» What needs to be done
If a line in the data below contains "RawHeader", copy it.

Dataset excerpts:
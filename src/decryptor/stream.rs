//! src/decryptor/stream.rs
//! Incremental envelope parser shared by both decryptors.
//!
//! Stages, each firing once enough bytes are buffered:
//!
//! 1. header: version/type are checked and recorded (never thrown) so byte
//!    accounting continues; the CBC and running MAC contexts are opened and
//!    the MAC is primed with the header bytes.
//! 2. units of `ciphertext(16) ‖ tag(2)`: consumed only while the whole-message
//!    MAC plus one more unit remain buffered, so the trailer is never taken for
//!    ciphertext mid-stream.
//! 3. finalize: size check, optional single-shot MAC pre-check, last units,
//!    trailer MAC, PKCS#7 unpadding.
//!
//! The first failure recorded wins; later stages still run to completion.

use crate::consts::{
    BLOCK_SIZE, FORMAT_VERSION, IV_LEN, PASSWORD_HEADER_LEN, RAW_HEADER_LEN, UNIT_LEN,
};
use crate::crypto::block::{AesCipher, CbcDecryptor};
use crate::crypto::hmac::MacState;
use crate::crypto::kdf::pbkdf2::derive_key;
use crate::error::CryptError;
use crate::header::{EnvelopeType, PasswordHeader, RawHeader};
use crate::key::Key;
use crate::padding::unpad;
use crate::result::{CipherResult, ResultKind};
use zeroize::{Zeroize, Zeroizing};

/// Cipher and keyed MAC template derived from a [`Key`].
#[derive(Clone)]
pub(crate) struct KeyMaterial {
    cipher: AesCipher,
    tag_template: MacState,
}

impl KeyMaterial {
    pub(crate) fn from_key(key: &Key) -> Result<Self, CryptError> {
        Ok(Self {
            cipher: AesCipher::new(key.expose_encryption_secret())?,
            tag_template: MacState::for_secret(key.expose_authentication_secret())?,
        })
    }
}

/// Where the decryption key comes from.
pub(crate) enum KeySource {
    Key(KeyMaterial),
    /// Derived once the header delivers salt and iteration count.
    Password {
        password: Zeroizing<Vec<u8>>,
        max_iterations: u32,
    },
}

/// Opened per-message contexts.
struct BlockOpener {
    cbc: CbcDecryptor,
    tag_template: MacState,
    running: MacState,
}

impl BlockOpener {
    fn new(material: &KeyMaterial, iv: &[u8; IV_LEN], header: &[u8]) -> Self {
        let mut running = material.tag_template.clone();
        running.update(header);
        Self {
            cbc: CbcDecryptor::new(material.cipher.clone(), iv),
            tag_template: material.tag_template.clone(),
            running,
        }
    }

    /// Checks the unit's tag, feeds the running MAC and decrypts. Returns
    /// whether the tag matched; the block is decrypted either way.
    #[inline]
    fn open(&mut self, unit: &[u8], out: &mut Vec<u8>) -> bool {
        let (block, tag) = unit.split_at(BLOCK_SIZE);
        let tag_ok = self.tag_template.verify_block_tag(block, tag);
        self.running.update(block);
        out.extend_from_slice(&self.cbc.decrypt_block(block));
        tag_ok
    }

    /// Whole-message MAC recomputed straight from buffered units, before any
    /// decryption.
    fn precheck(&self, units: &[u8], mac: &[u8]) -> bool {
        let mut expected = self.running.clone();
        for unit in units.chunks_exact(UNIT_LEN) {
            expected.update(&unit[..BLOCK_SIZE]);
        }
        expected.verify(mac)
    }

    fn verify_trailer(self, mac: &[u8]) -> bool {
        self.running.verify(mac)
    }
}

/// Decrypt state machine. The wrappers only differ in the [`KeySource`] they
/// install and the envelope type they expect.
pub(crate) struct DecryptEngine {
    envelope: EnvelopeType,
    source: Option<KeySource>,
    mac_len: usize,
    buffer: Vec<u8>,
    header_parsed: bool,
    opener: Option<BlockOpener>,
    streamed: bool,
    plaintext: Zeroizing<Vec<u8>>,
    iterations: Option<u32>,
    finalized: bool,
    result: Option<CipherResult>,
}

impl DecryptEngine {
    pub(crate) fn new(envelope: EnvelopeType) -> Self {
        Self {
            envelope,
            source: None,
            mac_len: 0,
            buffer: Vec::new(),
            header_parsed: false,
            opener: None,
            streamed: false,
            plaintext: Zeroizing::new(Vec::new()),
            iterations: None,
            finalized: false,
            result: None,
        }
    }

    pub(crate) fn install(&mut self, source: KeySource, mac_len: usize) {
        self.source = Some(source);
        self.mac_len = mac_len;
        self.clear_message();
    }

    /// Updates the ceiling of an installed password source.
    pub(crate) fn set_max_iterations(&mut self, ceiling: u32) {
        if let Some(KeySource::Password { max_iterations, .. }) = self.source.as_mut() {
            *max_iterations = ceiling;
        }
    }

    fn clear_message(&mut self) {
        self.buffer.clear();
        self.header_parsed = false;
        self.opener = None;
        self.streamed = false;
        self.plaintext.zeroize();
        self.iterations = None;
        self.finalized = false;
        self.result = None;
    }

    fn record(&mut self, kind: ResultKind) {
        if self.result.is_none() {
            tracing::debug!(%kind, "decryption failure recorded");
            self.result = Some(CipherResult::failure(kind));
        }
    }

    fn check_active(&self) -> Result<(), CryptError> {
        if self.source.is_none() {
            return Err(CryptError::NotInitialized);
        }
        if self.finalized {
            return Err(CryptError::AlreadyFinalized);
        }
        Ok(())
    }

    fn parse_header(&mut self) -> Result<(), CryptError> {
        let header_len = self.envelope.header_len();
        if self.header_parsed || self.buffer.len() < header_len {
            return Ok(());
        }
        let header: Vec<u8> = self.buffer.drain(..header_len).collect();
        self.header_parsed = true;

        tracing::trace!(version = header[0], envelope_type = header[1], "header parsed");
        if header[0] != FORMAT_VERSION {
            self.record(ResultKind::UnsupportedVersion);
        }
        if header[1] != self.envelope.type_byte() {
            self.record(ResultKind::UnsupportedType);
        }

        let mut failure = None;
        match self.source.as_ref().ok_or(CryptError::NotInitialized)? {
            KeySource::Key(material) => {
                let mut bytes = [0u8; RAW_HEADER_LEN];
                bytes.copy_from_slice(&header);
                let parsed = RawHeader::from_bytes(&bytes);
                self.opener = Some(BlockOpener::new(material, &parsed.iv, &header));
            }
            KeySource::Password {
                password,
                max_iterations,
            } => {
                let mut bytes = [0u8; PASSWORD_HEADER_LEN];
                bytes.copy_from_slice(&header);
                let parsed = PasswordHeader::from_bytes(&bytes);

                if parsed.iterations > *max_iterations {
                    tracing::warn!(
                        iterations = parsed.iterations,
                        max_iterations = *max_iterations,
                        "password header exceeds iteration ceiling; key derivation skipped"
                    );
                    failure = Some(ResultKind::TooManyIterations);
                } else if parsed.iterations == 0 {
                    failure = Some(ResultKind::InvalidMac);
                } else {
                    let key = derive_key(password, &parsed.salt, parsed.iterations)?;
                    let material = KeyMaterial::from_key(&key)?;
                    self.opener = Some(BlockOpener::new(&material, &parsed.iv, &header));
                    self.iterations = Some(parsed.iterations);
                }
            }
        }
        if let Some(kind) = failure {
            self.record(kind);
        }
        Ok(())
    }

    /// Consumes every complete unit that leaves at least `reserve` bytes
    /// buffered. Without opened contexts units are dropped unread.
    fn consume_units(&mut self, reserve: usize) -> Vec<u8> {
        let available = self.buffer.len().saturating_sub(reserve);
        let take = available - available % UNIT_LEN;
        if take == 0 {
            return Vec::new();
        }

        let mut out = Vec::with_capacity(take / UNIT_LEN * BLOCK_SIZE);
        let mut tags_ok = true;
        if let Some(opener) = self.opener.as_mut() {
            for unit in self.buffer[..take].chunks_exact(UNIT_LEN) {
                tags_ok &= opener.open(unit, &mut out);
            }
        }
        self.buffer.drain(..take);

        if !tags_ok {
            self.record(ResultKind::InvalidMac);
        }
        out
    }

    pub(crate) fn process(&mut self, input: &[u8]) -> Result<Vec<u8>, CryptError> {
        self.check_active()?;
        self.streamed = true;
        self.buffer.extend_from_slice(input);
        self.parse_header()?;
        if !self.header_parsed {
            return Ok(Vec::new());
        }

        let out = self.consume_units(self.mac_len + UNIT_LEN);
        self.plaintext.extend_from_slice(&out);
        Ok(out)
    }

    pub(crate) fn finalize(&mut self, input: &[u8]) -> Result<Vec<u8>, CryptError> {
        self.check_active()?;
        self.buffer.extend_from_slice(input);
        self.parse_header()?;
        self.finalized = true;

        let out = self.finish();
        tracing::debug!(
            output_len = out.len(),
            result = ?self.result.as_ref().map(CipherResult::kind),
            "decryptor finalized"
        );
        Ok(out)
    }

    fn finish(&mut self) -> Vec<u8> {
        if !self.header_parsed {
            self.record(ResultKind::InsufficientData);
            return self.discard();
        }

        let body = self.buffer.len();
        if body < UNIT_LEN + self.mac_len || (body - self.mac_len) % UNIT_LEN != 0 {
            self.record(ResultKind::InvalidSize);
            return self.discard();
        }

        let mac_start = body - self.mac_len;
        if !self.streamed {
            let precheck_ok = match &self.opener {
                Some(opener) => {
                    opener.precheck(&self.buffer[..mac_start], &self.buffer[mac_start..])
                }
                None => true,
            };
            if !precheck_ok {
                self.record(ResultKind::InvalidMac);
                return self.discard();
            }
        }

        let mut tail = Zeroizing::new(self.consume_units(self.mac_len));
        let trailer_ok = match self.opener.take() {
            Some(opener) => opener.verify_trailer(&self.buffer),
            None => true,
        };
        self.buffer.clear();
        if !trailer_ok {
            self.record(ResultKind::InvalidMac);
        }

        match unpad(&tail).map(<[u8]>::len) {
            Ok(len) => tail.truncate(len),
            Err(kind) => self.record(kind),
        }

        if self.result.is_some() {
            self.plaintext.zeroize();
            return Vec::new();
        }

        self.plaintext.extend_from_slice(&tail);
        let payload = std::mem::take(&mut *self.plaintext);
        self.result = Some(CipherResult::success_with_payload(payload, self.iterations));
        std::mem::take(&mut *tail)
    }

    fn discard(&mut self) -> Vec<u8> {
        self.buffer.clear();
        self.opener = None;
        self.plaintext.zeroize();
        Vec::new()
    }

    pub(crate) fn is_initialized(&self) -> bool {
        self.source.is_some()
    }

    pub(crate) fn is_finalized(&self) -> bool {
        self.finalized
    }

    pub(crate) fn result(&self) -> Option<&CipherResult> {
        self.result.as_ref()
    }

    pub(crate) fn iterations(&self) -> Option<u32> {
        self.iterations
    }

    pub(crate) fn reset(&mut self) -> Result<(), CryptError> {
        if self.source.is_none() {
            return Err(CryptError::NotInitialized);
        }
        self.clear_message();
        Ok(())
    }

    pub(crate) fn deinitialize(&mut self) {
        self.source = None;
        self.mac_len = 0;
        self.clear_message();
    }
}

» Written response
use crate::header::{EnvelopeType, PasswordHeader, RawHeader};
                let parsed = RawHeader::from_bytes(&bytes);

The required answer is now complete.